Argument
A. The Second Amendment protects an individual right to possess firearms, including for purposes unrelated to militia operations
1. The text of the Second Amendment, and its placement within the Bill of Rights, strongly indicate that the Amendment protects an individual right.
2. The Second Amendment’s reference to the necessity of a “well regulated Militia” does not limit the substantive right that the Amendment secures.
B. Like rights conferred by surrounding provisions of the Bill of Rights, the individual right guaranteed by the Second Amendment is subject to reasonable restrictions and important exceptions.
1. Congress has authority to prohibit particular types of firearms, such as machineguns.
2. Congress has substantial authority to ban the private possession of firearms by persons whom Congress deems unfit to keep such weapons.

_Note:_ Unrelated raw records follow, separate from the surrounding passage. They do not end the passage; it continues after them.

//! # Prometheus Jobs
//!
//! A cooperative job scheduler for long-running background work inside a
//! host application.
//!
//! Jobs are prioritized units of work executed by an elastic pool of worker
//! threads. A job may carry a [`SchedulingRule`]; two jobs whose rules
//! conflict never run at the same time, and rule-less jobs never conflict.
//! Threads may also take rules explicitly with
//! [`JobManager::begin_rule`]/[`JobManager::end_rule`], and take
//! [`OrderedLock`]s. Every blocking acquisition goes through a
//! deadlock-detecting [`LockManager`] that fails exactly one participant of a
//! wait cycle with [`JobError::Deadlock`].
//!
//! ## Key Features
//!
//! - **Priority dispatch**: `Interactive > Short > Long > Build > Decorate`,
//!   FIFO within a class
//! - **Conflict rules**: hierarchical [`PathRule`]s, [`IdentityRule`]s and
//!   composite [`MultiRule`]s
//! - **Cooperative cancellation**: jobs poll [`JobContext::check_cancelled`]
//! - **Yielding**: a long job can hand its rule to a waiting conflicting job
//!   and resume afterwards
//! - **Sleeping and delayed jobs**, job families, suspend/resume
//! - **Listeners** receive every lifecycle transition in order
//! - **Elastic pool**: workers spawn on demand and retire when idle
//!
//! ## Example
//!
//! ```no_run
//! use prometheus_jobs::{JobBuilder, JobManager, JobManagerConfig, PathRule, Priority};
//!
//! let manager = JobManager::new(JobManagerConfig::default().with_max_workers(2))?;
//!
//! let build = JobBuilder::new("build")
//!     .with_priority(Priority::Build)
//!     .with_rule(PathRule::shared("/workspace/app"))
//!     .with_family("builds")
//!     .build(|ctx| {
//!         ctx.begin_task(10);
//!         for _ in 0..10 {
//!             ctx.check_cancelled()?;
//!             ctx.worked(1);
//!         }
//!         Ok(())
//!     });
//! manager.schedule(&build)?;
//!
//! let result = manager.join(&build)?;
//! assert!(result.is_ok());
//! manager.shutdown();
//! # Ok::<(), prometheus_jobs::JobError>(())
//! ```

#![deny(missing_docs)]
#![deny(unsafe_code)]
#![warn(clippy::all)]
#![warn(clippy::pedantic)]
#![warn(clippy::nursery)]

/// Rules, errors, listeners and failure reporting.
pub mod core;
/// Configuration models for the manager and its worker pool.
pub mod config;
/// Builders assembling a manager from configuration and hooks.
pub mod builders;
/// Jobs, job bodies and the job queue.
pub mod job;
/// Deadlock-detecting lock manager and ordered locks.
pub mod lock;
/// The job manager.
pub mod manager;
/// Worker threads.
pub mod pool;
/// Shared utilities.
pub mod util;

pub use builders::JobManagerBuilder;
pub use config::JobManagerConfig;
pub use crate::core::{
    AppResult, FailureReporter, IdentityRule, InMemoryEventLog, JobChangeListener, JobError,
    JobEvent, JobEventKind, MultiRule, PathRule, ProgrammingError, RuleRef, SchedulingRule,
    TracingReporter,
};
#[cfg(feature = "tokio-runtime")]
pub use job::{AsyncJob, AsyncJobBody};
pub use job::{
    Job, JobBody, JobBuilder, JobContext, JobId, JobProgress, JobResult, JobState, Priority,
};
pub use lock::{LightestHolder, LockManager, OrderedLock, OrderedLockGuard, RequesterVictim, VictimPolicy};
pub use manager::{JobManager, ManagerStats};
pub use pool::WorkerAbort;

3. Congress has authority to regulate the manufacture, sale, and flow of firearms in
commerce.
C. The Court should remand this case to the lower courts to permit them to analyze the constitutionality of the D.C. laws at issue under the proper constitutional inquiry.
Thus, in a nutshell, there is an individual right, but it may be "well regulated." The brief asks for a remand based upon its analysis, effectively punting on the issue of the constitutionality of the District's especially strict municipal ordinances, while establishing a standard that would uphold essentially every federal gun control law as constitutional as a reasonable regulation of the right.